# [TASK PROMPT]
One number is the full answer: how many lines in the records contain the word "reply"?

──────── THE RECORDS ────────

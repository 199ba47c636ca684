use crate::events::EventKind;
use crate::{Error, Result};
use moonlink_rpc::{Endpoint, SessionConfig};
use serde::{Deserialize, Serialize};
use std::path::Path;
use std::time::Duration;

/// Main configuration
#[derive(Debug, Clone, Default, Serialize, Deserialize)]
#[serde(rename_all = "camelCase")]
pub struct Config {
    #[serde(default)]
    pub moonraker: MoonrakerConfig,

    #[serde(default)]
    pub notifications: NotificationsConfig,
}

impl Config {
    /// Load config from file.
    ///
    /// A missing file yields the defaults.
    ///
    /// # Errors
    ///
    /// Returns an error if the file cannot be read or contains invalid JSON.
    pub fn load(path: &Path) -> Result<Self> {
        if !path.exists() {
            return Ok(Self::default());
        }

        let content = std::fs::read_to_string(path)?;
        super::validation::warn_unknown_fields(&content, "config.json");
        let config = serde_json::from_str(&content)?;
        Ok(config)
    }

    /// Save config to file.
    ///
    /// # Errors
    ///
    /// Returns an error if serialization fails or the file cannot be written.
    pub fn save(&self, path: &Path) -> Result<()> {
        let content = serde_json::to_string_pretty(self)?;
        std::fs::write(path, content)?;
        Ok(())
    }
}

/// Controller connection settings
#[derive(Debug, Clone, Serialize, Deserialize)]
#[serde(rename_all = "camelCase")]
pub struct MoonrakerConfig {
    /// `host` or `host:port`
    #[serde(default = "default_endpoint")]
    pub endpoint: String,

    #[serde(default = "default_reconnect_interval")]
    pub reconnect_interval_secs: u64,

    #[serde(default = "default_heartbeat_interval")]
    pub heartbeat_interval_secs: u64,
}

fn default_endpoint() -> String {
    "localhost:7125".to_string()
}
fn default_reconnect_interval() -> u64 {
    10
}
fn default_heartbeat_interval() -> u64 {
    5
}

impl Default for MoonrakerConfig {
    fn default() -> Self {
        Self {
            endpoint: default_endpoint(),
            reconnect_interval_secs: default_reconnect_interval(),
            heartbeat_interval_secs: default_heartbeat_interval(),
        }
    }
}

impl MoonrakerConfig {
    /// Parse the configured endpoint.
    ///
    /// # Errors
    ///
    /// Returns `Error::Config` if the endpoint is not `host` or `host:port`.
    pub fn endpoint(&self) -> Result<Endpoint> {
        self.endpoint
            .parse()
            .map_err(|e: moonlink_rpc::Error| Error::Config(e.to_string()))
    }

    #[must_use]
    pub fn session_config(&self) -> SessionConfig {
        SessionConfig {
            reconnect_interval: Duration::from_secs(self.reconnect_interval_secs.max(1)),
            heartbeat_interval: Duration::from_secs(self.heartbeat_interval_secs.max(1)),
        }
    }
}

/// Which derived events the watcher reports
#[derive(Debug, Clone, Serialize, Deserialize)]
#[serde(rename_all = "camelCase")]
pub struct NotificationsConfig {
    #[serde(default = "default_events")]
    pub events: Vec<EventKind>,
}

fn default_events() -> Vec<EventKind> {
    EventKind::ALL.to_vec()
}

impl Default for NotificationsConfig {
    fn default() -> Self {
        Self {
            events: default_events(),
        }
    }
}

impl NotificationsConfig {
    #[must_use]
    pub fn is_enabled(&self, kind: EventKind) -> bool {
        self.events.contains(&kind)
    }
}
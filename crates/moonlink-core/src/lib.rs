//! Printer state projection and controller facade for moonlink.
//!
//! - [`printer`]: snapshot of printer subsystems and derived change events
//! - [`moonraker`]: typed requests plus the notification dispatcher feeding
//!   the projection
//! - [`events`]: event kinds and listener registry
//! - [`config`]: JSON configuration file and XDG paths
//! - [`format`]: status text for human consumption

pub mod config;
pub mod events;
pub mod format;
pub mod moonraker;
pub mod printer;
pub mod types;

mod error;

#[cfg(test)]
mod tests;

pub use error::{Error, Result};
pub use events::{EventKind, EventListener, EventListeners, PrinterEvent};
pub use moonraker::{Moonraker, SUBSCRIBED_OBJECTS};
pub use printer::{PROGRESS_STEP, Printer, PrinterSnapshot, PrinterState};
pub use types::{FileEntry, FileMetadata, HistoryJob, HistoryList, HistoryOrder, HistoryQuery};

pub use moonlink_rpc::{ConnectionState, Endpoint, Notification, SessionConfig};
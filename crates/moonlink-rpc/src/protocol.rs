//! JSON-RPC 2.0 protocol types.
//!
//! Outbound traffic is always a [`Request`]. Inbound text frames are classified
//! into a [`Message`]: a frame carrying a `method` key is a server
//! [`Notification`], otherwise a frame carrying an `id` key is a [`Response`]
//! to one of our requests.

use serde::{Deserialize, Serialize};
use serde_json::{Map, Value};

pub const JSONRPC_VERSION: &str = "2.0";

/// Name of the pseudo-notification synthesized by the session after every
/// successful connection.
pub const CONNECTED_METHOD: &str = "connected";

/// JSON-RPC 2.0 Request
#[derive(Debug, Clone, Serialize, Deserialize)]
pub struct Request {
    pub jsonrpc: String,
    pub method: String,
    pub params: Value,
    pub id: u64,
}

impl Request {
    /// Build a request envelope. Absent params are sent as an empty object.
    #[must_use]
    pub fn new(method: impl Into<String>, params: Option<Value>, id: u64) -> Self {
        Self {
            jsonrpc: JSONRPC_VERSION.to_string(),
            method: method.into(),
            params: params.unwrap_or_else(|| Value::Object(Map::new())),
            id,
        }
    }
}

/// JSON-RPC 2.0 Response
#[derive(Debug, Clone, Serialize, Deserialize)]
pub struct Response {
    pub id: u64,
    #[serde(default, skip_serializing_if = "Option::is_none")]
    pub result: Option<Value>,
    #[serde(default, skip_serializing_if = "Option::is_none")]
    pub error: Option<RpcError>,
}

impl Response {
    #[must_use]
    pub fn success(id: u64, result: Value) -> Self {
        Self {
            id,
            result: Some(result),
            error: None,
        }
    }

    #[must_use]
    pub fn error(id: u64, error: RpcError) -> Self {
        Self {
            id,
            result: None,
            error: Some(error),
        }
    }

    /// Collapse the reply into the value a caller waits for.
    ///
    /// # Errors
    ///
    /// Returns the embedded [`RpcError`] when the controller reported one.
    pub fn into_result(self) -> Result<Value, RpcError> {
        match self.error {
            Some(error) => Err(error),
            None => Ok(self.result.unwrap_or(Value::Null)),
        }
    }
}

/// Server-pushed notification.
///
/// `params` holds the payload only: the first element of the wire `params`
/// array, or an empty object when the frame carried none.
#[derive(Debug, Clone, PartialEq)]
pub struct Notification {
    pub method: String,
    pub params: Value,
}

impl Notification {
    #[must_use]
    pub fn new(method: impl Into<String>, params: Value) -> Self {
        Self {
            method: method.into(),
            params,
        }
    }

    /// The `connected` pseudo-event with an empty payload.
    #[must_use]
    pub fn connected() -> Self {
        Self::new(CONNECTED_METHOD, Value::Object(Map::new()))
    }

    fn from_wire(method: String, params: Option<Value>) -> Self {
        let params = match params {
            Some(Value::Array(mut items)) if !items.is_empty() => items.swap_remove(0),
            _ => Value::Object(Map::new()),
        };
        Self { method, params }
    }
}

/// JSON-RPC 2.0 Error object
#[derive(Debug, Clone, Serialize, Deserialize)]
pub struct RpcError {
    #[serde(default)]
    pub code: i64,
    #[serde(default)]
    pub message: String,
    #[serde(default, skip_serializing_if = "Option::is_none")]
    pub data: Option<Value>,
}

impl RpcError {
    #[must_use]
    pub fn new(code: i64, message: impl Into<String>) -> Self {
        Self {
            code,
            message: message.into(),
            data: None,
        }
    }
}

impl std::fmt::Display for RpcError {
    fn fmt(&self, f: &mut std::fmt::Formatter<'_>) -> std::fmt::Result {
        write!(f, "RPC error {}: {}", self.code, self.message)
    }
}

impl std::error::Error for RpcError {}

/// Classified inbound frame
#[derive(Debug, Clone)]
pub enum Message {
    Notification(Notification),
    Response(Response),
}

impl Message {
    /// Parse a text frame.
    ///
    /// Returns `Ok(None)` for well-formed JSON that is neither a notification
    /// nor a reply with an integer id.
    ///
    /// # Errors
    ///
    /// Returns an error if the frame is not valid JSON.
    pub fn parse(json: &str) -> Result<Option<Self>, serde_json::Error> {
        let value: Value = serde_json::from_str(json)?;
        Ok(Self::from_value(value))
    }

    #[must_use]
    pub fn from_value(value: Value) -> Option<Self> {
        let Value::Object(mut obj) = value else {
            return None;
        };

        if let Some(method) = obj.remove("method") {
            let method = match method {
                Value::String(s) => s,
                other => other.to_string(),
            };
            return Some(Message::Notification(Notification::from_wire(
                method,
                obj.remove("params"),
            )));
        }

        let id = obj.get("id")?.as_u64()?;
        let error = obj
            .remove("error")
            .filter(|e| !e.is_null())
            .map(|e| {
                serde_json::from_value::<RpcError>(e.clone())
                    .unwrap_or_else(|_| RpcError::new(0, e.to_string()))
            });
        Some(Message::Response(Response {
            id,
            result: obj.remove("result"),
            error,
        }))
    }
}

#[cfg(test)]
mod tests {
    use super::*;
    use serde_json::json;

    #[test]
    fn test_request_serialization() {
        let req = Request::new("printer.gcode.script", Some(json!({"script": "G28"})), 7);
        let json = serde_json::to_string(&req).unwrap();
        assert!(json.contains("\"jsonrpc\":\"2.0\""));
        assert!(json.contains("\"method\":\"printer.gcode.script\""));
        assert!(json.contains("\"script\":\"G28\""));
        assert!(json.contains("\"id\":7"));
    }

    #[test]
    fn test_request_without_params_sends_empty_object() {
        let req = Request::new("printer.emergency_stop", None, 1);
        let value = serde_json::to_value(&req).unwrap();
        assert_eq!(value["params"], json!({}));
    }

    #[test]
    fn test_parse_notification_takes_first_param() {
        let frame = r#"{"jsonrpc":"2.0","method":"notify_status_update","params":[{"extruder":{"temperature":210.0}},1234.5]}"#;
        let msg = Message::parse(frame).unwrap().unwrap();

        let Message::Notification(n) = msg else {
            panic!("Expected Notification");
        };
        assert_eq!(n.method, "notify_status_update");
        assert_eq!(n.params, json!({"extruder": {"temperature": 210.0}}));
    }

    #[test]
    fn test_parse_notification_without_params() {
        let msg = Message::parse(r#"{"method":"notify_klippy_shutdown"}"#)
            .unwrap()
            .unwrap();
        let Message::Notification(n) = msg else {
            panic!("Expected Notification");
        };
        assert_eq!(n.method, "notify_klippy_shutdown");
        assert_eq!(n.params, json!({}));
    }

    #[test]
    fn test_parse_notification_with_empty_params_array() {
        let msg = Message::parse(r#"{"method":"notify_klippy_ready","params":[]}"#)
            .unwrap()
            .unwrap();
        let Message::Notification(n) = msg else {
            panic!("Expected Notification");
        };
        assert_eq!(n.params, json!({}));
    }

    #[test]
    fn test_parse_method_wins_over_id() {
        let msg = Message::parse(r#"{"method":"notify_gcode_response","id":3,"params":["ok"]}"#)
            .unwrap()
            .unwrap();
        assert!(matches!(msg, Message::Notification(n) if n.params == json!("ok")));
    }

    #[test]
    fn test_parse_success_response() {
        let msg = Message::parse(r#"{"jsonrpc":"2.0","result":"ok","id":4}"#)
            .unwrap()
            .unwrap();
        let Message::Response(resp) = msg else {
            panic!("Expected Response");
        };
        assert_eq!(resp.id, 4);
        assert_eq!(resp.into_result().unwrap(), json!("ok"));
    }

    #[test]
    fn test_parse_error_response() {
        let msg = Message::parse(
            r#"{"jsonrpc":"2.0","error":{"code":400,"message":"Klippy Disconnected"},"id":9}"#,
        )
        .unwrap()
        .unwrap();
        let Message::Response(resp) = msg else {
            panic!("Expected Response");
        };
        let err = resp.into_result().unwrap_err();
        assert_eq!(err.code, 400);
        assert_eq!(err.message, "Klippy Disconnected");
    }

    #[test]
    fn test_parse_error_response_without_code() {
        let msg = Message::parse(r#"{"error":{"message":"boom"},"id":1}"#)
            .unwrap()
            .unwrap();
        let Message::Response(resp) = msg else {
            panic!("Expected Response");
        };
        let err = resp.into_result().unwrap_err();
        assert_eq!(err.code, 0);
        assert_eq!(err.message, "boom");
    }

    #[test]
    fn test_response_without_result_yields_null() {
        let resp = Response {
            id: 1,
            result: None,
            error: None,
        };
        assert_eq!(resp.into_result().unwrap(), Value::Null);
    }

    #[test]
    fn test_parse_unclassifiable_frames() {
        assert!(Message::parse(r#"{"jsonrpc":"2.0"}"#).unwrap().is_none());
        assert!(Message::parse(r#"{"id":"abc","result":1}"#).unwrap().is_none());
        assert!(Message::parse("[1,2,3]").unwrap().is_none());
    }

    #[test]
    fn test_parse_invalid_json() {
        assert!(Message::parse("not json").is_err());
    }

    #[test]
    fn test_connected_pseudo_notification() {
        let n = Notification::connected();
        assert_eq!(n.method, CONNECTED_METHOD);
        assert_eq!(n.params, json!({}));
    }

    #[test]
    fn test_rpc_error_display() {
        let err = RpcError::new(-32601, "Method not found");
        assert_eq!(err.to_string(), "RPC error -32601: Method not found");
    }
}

────────

# [SOLUTION TO THIS PROBLEM]
2